» **What you have to do**:
Report each line below that carries the word "Clone".

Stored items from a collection
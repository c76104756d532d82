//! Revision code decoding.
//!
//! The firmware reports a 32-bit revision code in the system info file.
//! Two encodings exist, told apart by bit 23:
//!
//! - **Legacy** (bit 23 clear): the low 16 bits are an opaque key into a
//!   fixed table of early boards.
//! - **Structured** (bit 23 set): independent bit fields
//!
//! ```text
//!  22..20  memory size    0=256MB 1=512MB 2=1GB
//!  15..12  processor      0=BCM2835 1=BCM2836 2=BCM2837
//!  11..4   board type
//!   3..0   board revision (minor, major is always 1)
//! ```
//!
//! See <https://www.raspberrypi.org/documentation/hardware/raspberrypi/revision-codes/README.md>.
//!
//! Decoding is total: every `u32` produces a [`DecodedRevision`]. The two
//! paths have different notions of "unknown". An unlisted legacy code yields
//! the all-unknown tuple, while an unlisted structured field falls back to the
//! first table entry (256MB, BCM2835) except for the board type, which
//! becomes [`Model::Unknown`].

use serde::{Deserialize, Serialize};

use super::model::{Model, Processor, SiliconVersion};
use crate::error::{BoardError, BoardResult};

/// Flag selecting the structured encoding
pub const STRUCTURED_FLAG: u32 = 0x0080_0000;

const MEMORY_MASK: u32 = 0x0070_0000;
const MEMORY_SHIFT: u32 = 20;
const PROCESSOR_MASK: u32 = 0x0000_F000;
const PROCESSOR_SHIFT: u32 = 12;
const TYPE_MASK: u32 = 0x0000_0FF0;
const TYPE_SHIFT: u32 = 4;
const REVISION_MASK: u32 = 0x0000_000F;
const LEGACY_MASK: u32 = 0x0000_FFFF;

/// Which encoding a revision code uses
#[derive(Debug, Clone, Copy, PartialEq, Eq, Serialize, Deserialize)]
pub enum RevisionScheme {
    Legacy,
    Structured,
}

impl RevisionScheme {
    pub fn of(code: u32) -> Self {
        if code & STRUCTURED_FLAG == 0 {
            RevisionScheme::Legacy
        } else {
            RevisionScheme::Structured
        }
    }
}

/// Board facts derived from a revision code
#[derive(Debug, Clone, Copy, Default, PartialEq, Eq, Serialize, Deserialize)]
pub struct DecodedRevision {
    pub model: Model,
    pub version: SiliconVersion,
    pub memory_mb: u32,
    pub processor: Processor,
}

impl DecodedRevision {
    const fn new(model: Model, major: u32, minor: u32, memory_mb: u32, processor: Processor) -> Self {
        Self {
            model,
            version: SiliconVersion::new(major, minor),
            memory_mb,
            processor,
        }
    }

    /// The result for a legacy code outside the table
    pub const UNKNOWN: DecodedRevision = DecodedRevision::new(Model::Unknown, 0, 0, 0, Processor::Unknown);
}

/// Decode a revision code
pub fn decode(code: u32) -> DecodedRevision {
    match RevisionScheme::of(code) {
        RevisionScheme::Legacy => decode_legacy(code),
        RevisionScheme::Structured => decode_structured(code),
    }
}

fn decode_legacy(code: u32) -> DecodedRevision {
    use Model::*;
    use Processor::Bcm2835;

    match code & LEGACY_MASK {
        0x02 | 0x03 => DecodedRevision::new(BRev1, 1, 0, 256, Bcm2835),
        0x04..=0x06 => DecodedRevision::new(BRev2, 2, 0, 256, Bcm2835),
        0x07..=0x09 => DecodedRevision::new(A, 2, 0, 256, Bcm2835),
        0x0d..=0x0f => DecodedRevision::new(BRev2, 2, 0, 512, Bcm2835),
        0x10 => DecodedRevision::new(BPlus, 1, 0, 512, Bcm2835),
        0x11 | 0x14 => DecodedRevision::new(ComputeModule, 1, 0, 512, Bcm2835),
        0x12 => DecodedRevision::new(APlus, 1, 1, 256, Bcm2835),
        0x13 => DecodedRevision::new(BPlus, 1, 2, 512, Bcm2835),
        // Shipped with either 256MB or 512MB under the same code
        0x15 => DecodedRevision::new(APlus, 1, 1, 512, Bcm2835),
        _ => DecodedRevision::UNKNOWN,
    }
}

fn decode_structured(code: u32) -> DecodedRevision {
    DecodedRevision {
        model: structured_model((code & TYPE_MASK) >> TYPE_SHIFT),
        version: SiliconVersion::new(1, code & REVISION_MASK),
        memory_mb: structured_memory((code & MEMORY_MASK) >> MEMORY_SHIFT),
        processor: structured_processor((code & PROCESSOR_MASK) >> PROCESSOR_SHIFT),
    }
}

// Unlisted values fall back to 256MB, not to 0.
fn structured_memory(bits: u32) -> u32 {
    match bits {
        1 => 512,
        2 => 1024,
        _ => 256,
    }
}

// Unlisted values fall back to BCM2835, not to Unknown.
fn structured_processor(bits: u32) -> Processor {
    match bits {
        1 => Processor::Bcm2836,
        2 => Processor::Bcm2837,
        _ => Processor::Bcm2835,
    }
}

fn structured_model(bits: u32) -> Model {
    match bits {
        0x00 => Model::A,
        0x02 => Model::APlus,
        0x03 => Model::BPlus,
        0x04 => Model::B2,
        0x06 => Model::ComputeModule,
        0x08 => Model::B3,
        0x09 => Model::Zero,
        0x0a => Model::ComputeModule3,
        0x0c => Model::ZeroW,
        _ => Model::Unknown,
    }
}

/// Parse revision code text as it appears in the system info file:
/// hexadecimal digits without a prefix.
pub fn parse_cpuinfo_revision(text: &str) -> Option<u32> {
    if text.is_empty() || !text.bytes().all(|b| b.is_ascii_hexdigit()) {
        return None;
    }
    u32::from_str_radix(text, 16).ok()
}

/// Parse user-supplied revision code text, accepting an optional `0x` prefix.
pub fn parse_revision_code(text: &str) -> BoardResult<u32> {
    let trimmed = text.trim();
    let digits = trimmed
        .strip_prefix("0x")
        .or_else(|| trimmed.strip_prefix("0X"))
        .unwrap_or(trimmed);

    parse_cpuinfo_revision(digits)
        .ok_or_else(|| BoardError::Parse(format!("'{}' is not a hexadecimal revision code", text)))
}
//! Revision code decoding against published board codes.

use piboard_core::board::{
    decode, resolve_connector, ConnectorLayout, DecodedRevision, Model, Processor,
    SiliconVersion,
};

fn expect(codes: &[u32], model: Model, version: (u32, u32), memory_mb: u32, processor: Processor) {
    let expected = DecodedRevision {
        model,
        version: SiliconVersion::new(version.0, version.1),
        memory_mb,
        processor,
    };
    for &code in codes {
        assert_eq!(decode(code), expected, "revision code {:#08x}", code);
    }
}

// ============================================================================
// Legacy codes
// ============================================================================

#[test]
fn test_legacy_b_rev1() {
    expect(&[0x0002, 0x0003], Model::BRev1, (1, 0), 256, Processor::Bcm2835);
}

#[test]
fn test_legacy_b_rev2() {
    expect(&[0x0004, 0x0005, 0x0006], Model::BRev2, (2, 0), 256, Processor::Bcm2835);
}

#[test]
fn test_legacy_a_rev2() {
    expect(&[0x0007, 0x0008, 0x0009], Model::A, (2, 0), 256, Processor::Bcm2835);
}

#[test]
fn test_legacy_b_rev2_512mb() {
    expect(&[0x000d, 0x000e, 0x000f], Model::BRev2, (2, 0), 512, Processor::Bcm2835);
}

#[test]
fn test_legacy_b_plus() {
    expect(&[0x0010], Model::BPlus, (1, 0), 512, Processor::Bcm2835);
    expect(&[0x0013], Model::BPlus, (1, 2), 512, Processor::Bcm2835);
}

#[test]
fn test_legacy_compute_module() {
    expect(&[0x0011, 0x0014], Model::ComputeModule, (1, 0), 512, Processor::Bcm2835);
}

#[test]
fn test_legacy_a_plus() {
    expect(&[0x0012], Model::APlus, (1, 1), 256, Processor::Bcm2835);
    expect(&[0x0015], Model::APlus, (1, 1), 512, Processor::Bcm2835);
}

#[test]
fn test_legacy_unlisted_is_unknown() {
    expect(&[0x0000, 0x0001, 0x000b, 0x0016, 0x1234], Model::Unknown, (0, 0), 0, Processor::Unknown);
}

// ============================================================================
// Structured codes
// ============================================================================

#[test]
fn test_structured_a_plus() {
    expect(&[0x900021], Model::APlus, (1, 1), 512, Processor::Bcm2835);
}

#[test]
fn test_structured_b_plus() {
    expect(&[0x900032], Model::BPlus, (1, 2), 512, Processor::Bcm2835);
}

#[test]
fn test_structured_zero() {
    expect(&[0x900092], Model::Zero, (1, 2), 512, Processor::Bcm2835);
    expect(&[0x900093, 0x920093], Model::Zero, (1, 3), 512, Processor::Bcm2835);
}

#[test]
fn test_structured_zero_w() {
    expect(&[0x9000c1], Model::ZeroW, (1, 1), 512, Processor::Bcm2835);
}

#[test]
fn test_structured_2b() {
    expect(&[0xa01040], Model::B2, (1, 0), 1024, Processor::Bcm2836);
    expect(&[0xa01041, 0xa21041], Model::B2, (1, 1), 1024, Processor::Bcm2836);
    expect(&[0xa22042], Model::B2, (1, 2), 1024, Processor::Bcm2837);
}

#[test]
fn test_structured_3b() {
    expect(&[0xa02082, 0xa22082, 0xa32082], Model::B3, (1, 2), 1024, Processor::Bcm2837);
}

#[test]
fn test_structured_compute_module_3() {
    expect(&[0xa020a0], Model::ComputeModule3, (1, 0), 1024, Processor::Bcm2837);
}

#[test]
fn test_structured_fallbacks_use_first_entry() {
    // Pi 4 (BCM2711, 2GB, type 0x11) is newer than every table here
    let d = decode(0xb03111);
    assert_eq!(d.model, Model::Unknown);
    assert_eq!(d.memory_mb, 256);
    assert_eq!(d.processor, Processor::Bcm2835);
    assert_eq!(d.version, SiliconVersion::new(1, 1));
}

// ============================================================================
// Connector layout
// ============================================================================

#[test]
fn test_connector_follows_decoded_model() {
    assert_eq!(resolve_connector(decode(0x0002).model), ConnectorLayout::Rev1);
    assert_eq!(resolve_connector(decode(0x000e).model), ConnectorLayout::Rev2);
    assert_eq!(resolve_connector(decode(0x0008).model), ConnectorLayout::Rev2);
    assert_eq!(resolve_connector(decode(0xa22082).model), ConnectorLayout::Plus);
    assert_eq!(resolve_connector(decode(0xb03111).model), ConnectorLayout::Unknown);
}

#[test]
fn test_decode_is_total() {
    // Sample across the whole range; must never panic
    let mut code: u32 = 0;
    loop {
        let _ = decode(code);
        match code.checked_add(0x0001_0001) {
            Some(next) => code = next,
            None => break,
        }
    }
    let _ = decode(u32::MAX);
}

» **Written answer**:
#[derive(Debug, Clone, Copy, PartialEq, Eq, Serialize, Deserialize)]
#[derive(Debug, Clone, Copy, Default, PartialEq, Eq, Serialize, Deserialize)]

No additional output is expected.